WHAT THE TASK ASKS
Quote exactly the lines from the start of the entries to the one with "#[command(version)]", both ends included.

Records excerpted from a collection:
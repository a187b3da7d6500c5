use anyhow::Result;
use clap::Parser;
use deepchat_cli::app;
use deepchat_core::Settings;
use std::path::{Path, PathBuf};
use std::sync::Mutex;

#[derive(Parser)]
#[command(name = "deepchat")]
#[command(about = "DeepChat - coding assistant backed by a local Ollama model")]
#[command(version)]
struct Cli {
    /// Run a single prompt and exit
    #[arg(short, long)]
    prompt: Option<String>,

    /// Model identifier to pass to Ollama
    #[arg(short, long)]
    model: Option<String>,

    /// Ollama server URL
    #[arg(long)]
    base_url: Option<String>,

    /// Extra instructions appended to the system instruction
    #[arg(long)]
    system: Option<String>,

    /// Color theme (dark, sky, dracula)
    #[arg(long)]
    theme: Option<String>,

    /// Start with the sidebar hidden
    #[arg(long)]
    no_sidebar: bool,

    /// Config file to use instead of the default location
    #[arg(long)]
    config: Option<PathBuf>,

    /// Write logs to this file (the TUI otherwise discards them)
    #[arg(long)]
    log_file: Option<PathBuf>,
}

fn init_tracing(log_file: Option<&Path>, interactive: bool) -> Result<()> {
    let filter = tracing_subscriber::EnvFilter::try_from_default_env()
        .unwrap_or_else(|_| tracing_subscriber::EnvFilter::new("warn"));
    let builder = tracing_subscriber::fmt()
        .with_env_filter(filter)
        .with_target(false);

    match log_file {
        Some(path) => {
            let file = std::fs::File::create(path)?;
            builder.with_ansi(false).with_writer(Mutex::new(file)).init();
        }
        // Anything printed to the terminal would tear the TUI.
        None if interactive => builder.with_writer(std::io::sink).init(),
        None => builder.with_writer(std::io::stderr).init(),
    }
    Ok(())
}

#[tokio::main]
async fn main() -> Result<()> {
    let cli = Cli::parse();
    init_tracing(cli.log_file.as_deref(), cli.prompt.is_none())?;

    // An explicit --config must load; a broken default file falls back to
    // defaults with a warning the user gets to see.
    let (mut settings, startup_warning) = match cli.config {
        Some(ref path) => (Settings::load_from(path)?, None),
        None => {
            let path = Settings::config_path();
            match Settings::load_or_default(&path) {
                Ok(settings) => (settings, None),
                Err(e) => {
                    let warning = format!("Ignoring config at {}: {e}", path.display());
                    tracing::warn!("{warning}");
                    (Settings::default(), Some(warning))
                }
            }
        }
    };

    if let Some(ref model) = cli.model {
        settings.select_model(model.clone());
    }
    if let Some(ref url) = cli.base_url {
        settings.llm.base_url = url.clone();
    }
    if let Some(ref system) = cli.system {
        settings.chat.custom_instructions = Some(system.clone());
    }
    if let Some(ref theme) = cli.theme {
        settings.ui.theme = theme.clone();
    }
    if cli.no_sidebar {
        settings.ui.show_sidebar = false;
    }

    if let Some(prompt) = cli.prompt {
        app::run_single_prompt(&settings, &prompt).await?;
    } else {
        app::run_tui(settings, startup_warning).await?;
    }

    Ok(())
}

RESPONSE TO THIS EXERCISE
repository a187b3da7d6500c5
use anyhow::Result;
use clap::Parser;
use deepchat_cli::app;
use deepchat_core::Settings;
use std::path::{Path, PathBuf};
use std::sync::Mutex;

#[derive(Parser)]
#[command(name = "deepchat")]
#[command(about = "DeepChat - coding assistant backed by a local Ollama model")]
#[command(version)]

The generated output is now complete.